The problem >>
Among the lines below, restate word for word only those from the line with "filename src/types.rs" through the line with "Self-reported mood (1-10)", with both end lines kept.

Record extracts >>
——————

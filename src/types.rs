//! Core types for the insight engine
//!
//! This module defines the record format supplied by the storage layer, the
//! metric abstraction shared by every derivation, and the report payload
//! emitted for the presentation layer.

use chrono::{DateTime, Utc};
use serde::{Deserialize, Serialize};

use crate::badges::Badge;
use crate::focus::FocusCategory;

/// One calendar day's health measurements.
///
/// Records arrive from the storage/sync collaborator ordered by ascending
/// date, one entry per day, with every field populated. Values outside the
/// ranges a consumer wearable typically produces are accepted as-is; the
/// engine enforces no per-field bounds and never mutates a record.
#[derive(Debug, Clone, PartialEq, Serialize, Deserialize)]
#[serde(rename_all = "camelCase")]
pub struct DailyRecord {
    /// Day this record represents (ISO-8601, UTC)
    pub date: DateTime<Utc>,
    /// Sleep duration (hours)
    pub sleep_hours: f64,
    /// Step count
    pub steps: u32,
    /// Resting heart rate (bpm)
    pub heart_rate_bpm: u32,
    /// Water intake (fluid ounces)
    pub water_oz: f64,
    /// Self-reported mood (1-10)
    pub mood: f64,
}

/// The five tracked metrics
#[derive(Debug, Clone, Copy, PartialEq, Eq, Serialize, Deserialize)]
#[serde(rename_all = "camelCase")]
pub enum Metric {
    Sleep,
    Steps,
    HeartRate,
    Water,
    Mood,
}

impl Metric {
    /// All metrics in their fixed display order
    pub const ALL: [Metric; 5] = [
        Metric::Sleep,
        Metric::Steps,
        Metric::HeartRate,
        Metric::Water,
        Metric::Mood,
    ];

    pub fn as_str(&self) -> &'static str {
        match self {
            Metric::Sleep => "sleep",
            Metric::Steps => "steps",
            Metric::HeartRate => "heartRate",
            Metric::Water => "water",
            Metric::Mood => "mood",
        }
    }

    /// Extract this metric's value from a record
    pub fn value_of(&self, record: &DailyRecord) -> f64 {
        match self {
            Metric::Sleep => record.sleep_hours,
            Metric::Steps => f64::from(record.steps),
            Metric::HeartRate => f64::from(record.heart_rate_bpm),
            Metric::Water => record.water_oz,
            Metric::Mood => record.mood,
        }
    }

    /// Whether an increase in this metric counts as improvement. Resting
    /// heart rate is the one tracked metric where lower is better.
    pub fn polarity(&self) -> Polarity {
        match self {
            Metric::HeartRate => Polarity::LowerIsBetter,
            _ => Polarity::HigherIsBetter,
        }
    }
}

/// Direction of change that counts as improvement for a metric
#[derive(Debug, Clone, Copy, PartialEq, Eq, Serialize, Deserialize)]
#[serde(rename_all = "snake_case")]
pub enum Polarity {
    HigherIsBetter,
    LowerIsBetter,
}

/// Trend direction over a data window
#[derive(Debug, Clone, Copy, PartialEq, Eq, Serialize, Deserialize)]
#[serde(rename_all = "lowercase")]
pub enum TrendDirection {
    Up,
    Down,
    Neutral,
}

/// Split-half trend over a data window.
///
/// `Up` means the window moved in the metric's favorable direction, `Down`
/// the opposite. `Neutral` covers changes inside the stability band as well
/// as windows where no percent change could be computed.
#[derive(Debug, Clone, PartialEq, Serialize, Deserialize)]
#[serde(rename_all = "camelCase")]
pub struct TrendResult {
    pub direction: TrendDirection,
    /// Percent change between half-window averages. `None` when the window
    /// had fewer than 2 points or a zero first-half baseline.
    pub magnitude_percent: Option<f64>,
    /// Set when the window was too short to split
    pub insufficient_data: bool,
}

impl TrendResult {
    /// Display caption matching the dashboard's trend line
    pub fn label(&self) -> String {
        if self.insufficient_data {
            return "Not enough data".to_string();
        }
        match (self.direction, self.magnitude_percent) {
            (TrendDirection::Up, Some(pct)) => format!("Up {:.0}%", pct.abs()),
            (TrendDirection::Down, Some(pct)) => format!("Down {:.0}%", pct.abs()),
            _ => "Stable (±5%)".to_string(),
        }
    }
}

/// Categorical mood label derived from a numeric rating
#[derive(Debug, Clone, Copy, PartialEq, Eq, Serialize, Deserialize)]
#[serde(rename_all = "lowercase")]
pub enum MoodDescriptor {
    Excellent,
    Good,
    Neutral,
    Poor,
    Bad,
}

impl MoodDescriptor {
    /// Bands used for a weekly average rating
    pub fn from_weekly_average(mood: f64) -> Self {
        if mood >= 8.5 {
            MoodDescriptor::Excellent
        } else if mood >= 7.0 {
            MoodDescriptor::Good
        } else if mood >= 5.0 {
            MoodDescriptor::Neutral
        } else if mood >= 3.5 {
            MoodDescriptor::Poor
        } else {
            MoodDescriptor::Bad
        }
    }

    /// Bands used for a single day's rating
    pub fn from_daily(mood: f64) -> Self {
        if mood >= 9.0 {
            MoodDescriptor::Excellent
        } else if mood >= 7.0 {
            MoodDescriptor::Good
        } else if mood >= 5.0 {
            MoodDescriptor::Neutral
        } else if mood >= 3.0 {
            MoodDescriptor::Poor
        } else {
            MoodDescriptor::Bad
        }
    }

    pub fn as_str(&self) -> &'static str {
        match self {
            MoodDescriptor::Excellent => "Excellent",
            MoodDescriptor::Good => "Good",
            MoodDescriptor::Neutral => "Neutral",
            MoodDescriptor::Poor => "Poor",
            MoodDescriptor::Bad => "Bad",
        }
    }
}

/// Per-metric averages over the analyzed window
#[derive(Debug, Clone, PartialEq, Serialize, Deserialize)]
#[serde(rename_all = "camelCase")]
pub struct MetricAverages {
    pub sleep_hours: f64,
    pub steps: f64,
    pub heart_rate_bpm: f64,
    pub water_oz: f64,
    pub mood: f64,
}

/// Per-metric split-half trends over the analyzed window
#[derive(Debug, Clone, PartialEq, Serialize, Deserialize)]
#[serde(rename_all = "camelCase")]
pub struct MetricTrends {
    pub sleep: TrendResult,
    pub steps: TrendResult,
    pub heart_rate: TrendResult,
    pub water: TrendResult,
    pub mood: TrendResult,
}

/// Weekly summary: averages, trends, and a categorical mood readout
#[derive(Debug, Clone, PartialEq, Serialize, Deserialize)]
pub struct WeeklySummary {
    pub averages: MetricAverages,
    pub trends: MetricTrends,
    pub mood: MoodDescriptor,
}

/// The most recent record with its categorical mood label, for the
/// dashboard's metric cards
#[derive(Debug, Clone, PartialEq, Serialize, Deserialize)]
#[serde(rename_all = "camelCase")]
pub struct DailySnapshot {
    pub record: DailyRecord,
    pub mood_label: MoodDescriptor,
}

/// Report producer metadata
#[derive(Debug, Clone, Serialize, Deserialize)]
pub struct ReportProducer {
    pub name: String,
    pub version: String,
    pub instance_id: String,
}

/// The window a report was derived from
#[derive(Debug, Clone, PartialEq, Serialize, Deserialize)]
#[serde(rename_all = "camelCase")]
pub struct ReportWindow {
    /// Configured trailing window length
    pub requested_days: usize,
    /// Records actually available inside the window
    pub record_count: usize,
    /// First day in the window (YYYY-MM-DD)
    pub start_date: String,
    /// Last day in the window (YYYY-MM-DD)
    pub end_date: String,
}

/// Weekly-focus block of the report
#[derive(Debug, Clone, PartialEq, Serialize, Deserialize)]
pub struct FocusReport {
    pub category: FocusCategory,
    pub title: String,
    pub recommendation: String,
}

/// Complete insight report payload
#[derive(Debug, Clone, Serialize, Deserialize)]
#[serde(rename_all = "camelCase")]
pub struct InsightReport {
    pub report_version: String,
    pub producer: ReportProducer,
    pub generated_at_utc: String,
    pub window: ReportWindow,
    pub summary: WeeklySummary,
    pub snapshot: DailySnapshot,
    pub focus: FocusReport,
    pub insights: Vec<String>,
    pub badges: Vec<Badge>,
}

——————

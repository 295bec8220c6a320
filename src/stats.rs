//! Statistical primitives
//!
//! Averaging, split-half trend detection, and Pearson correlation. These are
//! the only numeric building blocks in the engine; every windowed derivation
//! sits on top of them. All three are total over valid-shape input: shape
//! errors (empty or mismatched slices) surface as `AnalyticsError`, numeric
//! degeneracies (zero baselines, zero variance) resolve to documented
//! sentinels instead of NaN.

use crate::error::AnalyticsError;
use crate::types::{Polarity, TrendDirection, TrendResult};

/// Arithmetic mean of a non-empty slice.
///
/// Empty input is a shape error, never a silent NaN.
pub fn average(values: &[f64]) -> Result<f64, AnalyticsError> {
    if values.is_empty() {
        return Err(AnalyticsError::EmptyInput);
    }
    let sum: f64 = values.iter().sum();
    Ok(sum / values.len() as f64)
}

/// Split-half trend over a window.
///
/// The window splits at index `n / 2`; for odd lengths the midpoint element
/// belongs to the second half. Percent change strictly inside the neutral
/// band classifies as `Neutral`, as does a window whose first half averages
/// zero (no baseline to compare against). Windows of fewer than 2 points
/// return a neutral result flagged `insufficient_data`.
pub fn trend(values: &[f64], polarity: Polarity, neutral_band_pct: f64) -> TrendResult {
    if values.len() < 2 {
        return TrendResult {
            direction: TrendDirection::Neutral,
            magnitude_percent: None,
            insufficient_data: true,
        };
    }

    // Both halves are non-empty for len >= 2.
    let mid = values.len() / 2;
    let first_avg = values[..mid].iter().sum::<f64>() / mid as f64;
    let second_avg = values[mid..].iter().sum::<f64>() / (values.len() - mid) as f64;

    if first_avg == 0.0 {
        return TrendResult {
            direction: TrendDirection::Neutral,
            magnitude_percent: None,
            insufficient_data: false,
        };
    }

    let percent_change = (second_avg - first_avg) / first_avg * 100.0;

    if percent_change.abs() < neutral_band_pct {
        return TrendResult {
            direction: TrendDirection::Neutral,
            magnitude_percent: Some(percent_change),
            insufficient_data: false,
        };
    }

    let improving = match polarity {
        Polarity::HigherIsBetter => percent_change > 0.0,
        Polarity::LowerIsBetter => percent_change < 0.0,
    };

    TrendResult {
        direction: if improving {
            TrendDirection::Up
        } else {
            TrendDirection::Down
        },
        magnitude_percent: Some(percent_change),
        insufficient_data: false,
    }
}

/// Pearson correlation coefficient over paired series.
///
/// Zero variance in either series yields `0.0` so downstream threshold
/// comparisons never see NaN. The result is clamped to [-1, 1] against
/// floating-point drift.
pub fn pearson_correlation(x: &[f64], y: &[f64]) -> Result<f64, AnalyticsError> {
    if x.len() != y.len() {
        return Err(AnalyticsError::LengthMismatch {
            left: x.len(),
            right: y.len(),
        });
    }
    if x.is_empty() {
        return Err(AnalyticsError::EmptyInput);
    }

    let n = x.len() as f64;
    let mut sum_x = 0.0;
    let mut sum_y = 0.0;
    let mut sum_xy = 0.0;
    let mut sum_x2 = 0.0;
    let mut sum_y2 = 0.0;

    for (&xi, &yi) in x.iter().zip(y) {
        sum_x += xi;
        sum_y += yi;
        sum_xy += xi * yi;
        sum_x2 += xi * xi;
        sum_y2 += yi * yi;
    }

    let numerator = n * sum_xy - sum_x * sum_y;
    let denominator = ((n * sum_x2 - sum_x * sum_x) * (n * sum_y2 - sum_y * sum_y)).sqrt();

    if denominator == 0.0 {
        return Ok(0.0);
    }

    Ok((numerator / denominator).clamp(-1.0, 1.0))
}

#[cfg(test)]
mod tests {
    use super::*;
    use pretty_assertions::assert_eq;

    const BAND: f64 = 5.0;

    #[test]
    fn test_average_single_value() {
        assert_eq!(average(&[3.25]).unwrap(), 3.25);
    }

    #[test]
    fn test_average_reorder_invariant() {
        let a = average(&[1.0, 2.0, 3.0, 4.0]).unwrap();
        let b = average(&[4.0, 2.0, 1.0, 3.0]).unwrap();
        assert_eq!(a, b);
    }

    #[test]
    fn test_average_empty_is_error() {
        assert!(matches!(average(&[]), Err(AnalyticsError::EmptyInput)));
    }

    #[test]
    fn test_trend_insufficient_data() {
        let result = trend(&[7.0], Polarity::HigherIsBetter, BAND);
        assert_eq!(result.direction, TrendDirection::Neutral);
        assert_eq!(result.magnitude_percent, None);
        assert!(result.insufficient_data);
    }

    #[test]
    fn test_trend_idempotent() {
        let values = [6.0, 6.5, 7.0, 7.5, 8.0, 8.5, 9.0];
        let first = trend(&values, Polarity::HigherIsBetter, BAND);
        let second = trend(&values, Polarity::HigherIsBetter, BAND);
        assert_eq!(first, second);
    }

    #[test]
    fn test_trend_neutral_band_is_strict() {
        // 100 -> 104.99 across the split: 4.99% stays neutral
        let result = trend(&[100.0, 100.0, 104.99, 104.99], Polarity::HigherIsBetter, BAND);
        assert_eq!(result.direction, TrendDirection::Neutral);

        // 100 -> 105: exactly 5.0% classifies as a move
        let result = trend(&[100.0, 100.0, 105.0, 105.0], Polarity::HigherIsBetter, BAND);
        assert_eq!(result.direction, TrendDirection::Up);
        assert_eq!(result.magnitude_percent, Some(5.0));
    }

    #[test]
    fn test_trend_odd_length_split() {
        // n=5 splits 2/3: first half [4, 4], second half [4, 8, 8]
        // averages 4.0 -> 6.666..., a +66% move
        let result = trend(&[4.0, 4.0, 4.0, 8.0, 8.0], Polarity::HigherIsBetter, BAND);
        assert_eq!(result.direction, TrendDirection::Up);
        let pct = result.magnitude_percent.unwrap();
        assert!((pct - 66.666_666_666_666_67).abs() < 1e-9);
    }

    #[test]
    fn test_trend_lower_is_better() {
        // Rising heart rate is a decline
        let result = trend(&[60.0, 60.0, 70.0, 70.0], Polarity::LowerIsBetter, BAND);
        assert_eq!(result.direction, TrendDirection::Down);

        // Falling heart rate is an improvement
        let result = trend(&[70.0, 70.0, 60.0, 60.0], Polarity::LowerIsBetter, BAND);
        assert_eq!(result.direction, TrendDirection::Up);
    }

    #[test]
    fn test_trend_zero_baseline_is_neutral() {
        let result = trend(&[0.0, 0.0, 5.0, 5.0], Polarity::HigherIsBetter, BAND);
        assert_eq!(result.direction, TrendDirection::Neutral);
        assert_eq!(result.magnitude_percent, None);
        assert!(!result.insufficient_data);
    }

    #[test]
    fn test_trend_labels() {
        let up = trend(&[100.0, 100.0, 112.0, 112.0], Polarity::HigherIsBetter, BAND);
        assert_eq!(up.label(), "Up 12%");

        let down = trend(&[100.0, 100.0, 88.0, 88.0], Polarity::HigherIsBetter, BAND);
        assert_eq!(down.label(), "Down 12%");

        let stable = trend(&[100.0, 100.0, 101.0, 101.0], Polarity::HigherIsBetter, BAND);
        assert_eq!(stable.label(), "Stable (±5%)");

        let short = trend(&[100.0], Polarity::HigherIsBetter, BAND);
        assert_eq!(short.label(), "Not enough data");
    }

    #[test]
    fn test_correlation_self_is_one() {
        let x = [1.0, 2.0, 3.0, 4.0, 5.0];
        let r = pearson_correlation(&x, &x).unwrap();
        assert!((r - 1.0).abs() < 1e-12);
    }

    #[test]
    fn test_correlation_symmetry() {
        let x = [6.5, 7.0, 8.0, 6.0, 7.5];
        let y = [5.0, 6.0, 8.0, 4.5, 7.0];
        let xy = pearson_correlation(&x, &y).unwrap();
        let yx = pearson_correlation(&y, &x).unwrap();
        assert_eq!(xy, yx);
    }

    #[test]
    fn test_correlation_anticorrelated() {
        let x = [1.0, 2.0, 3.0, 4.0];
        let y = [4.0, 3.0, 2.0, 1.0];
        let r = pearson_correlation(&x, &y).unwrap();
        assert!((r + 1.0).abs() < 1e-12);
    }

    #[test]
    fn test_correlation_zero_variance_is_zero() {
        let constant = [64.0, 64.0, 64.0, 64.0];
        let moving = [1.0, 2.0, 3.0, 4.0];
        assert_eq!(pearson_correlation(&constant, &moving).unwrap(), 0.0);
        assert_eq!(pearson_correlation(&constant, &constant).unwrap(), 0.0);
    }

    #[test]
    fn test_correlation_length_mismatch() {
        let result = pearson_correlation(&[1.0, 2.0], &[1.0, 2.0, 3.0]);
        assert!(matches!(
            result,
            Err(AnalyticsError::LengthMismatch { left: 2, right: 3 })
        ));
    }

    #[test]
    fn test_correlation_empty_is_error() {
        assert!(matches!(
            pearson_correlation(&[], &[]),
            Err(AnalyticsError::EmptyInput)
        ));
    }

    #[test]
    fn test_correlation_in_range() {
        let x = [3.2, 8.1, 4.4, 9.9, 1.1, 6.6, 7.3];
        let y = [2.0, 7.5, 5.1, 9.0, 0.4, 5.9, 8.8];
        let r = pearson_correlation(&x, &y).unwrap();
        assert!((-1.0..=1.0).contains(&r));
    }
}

——————

Completed exercise >>
filename src/types.rs
//! Core types for the insight engine
//!
//! This module defines the record format supplied by the storage layer, the
//! metric abstraction shared by every derivation, and the report payload
//! emitted for the presentation layer.

use chrono::{DateTime, Utc};
use serde::{Deserialize, Serialize};

use crate::badges::Badge;
use crate::focus::FocusCategory;

/// One calendar day's health measurements.
///
/// Records arrive from the storage/sync collaborator ordered by ascending
/// date, one entry per day, with every field populated. Values outside the
/// ranges a consumer wearable typically produces are accepted as-is; the
/// engine enforces no per-field bounds and never mutates a record.
#[derive(Debug, Clone, PartialEq, Serialize, Deserialize)]
#[serde(rename_all = "camelCase")]
pub struct DailyRecord {
    /// Day this record represents (ISO-8601, UTC)
    pub date: DateTime<Utc>,
    /// Sleep duration (hours)
    pub sleep_hours: f64,
    /// Step count
    pub steps: u32,
    /// Resting heart rate (bpm)
    pub heart_rate_bpm: u32,
    /// Water intake (fluid ounces)
    pub water_oz: f64,
    /// Self-reported mood (1-10)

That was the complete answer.